Furthermore, following Napoleon’s assent to Emperor of France in 1804, a convincing case can be made to suggest that Jewish emancipation took a step backwards rather than forwards, thus implying that the Revolution did little to entrench the rights of Jews. Despite his good intentions to deliver equality, Napoleon’s efforts actually made life more difficult for Jews and integration less likely. Most significantly, the so-called ‘Infamous Decree’ of 1806 nullified outstanding debts owed to Jews in Eastern France, “forbade (them) to borrow or lend money” [25] and also restricted their geographical mobility. Moreover, under Napoleon’s rule, Jews also faced what Howard Sachar has described as increased “scrutiny” [26] and investigation, demonstrated in Count Mole’s delivery of Napoleon’s instructions to the Assembly of Jewish Notables in July 1806. This included a list of questions, such as “is it lawful for Jews to marry more than one wife?” [27] ; questions proposed by Napoleon in order to discover more about the Jews. However, despite seeking to understand Jewish traditions and practices, the fact that these questions were even being asked subtly suggests that the Jews were still singled-out and perceived as being fundamentally different rather than Frenchmen. Significantly, the fact that Jews were still discriminated against and seen as fundamentally different to the rest of the French population some seventeen years after the Revolution suggests that, in practice, the Revolution was less instrumental in securing long-term emancipation that initial analysis would suggest.

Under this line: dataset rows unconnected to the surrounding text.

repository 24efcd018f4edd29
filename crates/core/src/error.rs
use thiserror::Error;

pub type CampaignResult<T> = Result<T, CampaignError>;

#[derive(Error, Debug)]
pub enum CampaignError {
    #[error("Configuration error: {0}")]
    Config(String),

    #[error("Rate card error: {0}")]
    RateCard(String),

    #[error("Campaign validation error: {0}")]
    Validation(String),

    #[error("Serialization error: {0}")]
    Serialization(#[from] serde_json::Error),

    #[error("IO error: {0}")]
    Io(#[from] std::io::Error),

    #[error("Internal error: {0}")]
    Internal(#[from] anyhow::Error),
}

impl From<config::ConfigError> for CampaignError {
    fn from(err: config::ConfigError) -> Self {
        CampaignError::Config(err.to_string())
    }
}
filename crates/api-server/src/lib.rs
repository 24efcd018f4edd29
#![warn(clippy::unwrap_used)]

pub mod rest;
pub mod server;

pub use server::{router, ApiServer};
//! obesiq-core — domain logic for the obesity-risk dashboard.
//!
//! Everything in this crate is a pure, synchronous function over its
//! arguments:
//!   - typed user profile with range validation
//!   - BMI computation and the 4-way BMI partition
//!   - class-index → category/label translation (single boundary)
//!   - input normalization into the classifier's feature record
//!   - declarative advice and risk/protective factor rule tables

pub mod advice;
pub mod bmi;
pub mod category;
pub mod normalize;
pub mod profile;
pub mod risk;

pub use advice::{
    advise, base_nutrition, base_physical_activity, AdviceBundle, AdviceCategory, LIFESTYLE_BASE,
};
pub use bmi::{bmi, BmiCategory};
pub use category::{ObesityClass, RiskLevel, WeightCategory};
pub use normalize::{normalize, FeatureRecord};
pub use profile::{Frequency, Sex, Transport, UserProfile};
pub use risk::{protective_factors, risk_factors, risk_profile, RiskProfile};
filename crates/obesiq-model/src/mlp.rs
//! MLP classifier backend loaded from a safetensors artifact.
//!
//! The artifact is a pair of files: a JSON manifest describing the layer
//! dimensions and a safetensors file holding `fc1`/`fc2` weights exported
//! by the training pipeline. Loaded once, immutable afterwards.

use std::path::Path;

use candle_core::{DType, Device, Tensor};
use candle_nn::{Linear, Module, VarBuilder};
use obesiq_common::{ObesiqError, Result};
use obesiq_core::FeatureRecord;
use serde::Deserialize;
use tracing::info;

use crate::encode::{encode, INPUT_DIM};
use crate::{Classifier, Prediction, NUM_CLASSES};

/// Layer dimensions as exported next to the weights.
#[derive(Debug, Clone, Deserialize)]
pub struct ArtifactManifest {
    pub input_dim: usize,
    pub hidden_dim: usize,
    pub num_classes: usize,
}

#[derive(Debug)]
pub struct MlpClassifier {
    fc1: Linear,
    fc2: Linear,
    device: Device,
}

impl MlpClassifier {
    /// Load the artifact from disk. Any failure here is
    /// `ModelUnavailable`: fatal to the request that needed it, never to
    /// the process.
    pub fn load(manifest_path: &Path, weights_path: &Path, use_gpu: bool) -> Result<Self> {
        let manifest_raw = std::fs::read_to_string(manifest_path).map_err(|e| {
            ObesiqError::ModelUnavailable(format!(
                "cannot read manifest {}: {e}",
                manifest_path.display()
            ))
        })?;
        let manifest: ArtifactManifest = serde_json::from_str(&manifest_raw)
            .map_err(|e| ObesiqError::ModelUnavailable(format!("bad manifest: {e}")))?;

        if manifest.input_dim != INPUT_DIM || manifest.num_classes != NUM_CLASSES {
            return Err(ObesiqError::ModelUnavailable(format!(
                "artifact schema mismatch: expects {}x{}, artifact is {}x{}",
                INPUT_DIM, NUM_CLASSES, manifest.input_dim, manifest.num_classes
            )));
        }

        let device = if use_gpu {
            Device::cuda_if_available(0).unwrap_or(Device::Cpu)
        } else {
            Device::Cpu
        };

        let vb = unsafe {
            VarBuilder::from_mmaped_safetensors(&[weights_path.to_path_buf()], DType::F32, &device)
                .map_err(|e| ObesiqError::ModelUnavailable(format!("weights load: {e}")))?
        };

        let fc1 = candle_nn::linear(manifest.input_dim, manifest.hidden_dim, vb.pp("fc1"))
            .map_err(|e| ObesiqError::ModelUnavailable(format!("fc1: {e}")))?;
        let fc2 = candle_nn::linear(manifest.hidden_dim, manifest.num_classes, vb.pp("fc2"))
            .map_err(|e| ObesiqError::ModelUnavailable(format!("fc2: {e}")))?;

        info!(
            manifest = %manifest_path.display(),
            hidden = manifest.hidden_dim,
            device = ?device,
            "classifier artifact loaded"
        );

        Ok(Self { fc1, fc2, device })
    }

    /// Assemble from already-built layers. Used by tests.
    pub fn from_layers(fc1: Linear, fc2: Linear, device: Device) -> Self {
        Self { fc1, fc2, device }
    }

    fn forward(&self, input: Tensor) -> candle_core::Result<Vec<f32>> {
        let hidden = self.fc1.forward(&input)?.relu()?;
        let logits = self.fc2.forward(&hidden)?;
        let probs = candle_nn::ops::softmax(&logits, 1)?;
        Ok(probs.to_vec2::<f32>()?.remove(0))
    }
}

impl Classifier for MlpClassifier {
    fn predict(&self, record: &FeatureRecord) -> Result<Prediction> {
        let features = encode(record);
        let input = Tensor::from_vec(features, (1, INPUT_DIM), &self.device)
            .map_err(|e| ObesiqError::Other(anyhow::anyhow!(e)))?;

        let probabilities = self
            .forward(input)
            .map_err(|e| ObesiqError::Other(anyhow::anyhow!(e)))?;

        let class_index = probabilities
            .iter()
            .enumerate()
            .max_by(|a, b| a.1.total_cmp(b.1))
            .map(|(i, _)| i)
            .unwrap_or(0);

        Ok(Prediction {
            class_index,
            probabilities,
        })
    }
}

#[cfg(test)]
mod tests {
    use super::*;
    use obesiq_core::{normalize, UserProfile};

    fn fixed_logit_classifier(hot_class: usize) -> MlpClassifier {
        // Zero weights throughout; fc2 bias puts all mass on one class.
        let device = Device::Cpu;
        let hidden = 4;
        let w1 = Tensor::zeros((hidden, INPUT_DIM), DType::F32, &device).unwrap();
        let b1 = Tensor::zeros(hidden, DType::F32, &device).unwrap();
        let mut bias = vec![0.0f32; NUM_CLASSES];
        bias[hot_class] = 8.0;
        let w2 = Tensor::zeros((NUM_CLASSES, hidden), DType::F32, &device).unwrap();
        let b2 = Tensor::from_vec(bias, NUM_CLASSES, &device).unwrap();
        MlpClassifier::from_layers(
            Linear::new(w1, Some(b1)),
            Linear::new(w2, Some(b2)),
            device,
        )
    }

    #[test]
    fn test_predict_returns_seven_probabilities_summing_to_one() {
        let classifier = fixed_logit_classifier(3);
        let record = normalize(&UserProfile::default());
        let prediction = classifier.predict(&record).unwrap();
        assert_eq!(prediction.probabilities.len(), NUM_CLASSES);
        let total: f32 = prediction.probabilities.iter().sum();
        assert!((total - 1.0).abs() < 1e-4);
    }

    #[test]
    fn test_predict_argmax_follows_logits() {
        let classifier = fixed_logit_classifier(5);
        let record = normalize(&UserProfile::default());
        let prediction = classifier.predict(&record).unwrap();
        assert_eq!(prediction.class_index, 5);
        assert!(prediction.confidence() > 0.9);
    }

    #[test]
    fn test_missing_artifact_is_model_unavailable() {
        let err = MlpClassifier::load(
            Path::new("/nonexistent/manifest.json"),
            Path::new("/nonexistent/weights.safetensors"),
            false,
        )
        .unwrap_err();
        assert!(matches!(err, ObesiqError::ModelUnavailable(_)));
    }
}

Overall, to a large extent, Jews had achieved, or at least had the foundations laid for, their emancipation in the wake of the French Revolution. In assessing the extent to which Jews in France gained emancipation in the wake of the Revolution, this essay has highlighted the stark contrast between the poor conditions experienced by the Jews during the eighteenth century in comparison with their position in the immediate aftermath of the Revolution. On the one hand, there is a great deal of evidence to suggest that the Revolution was instrumental in facilitating Jewish emancipation because minority persecution was incompatible with the values of liberty, fraternity and equality preached by the revolutionaries. Moreover, in the immediate aftermath of the Revolution, Jews gained legal recognition as citizens and were granted equal rights, which immediately suggests that Jews gained complete emancipation, making this a very clear case to assess. However, the issue of Jewish emancipation is more complicated, with far greater intricacies. As this essay has highlighted, in the wake of the Revolution, Jews were still discriminated against and, in this respect, emancipated only in the legal sense. Moreover, the equal rights granted to Jews in 1791 were not sufficiently entrenched and protected, highlighted by the devastating effect of Napoleon’s 1806 ‘Infamous Decree’ on the French Jewry. Thus, a convincing case can be made to suggest that Jewish emancipation was not on a steady course of improvement in the late eighteenth and early nineteenth centuries; progress towards emancipation took two steps forward in 1791 but one step back in 1806, for example. In spite of the setbacks however, conditions for French Jews generally improved following the Revolution. Crucially, the Revolution opened up new opportunities for Jews but emancipation could never have been expected to be instantaneous as would take time to overcome the prejudice and for societal acceptance to become universal. What is clear, however, is that “nothing can deprive the French Revolution of its rightful claim to have inaugurated a new and more hopeful era in the life of European Jewry” [28] .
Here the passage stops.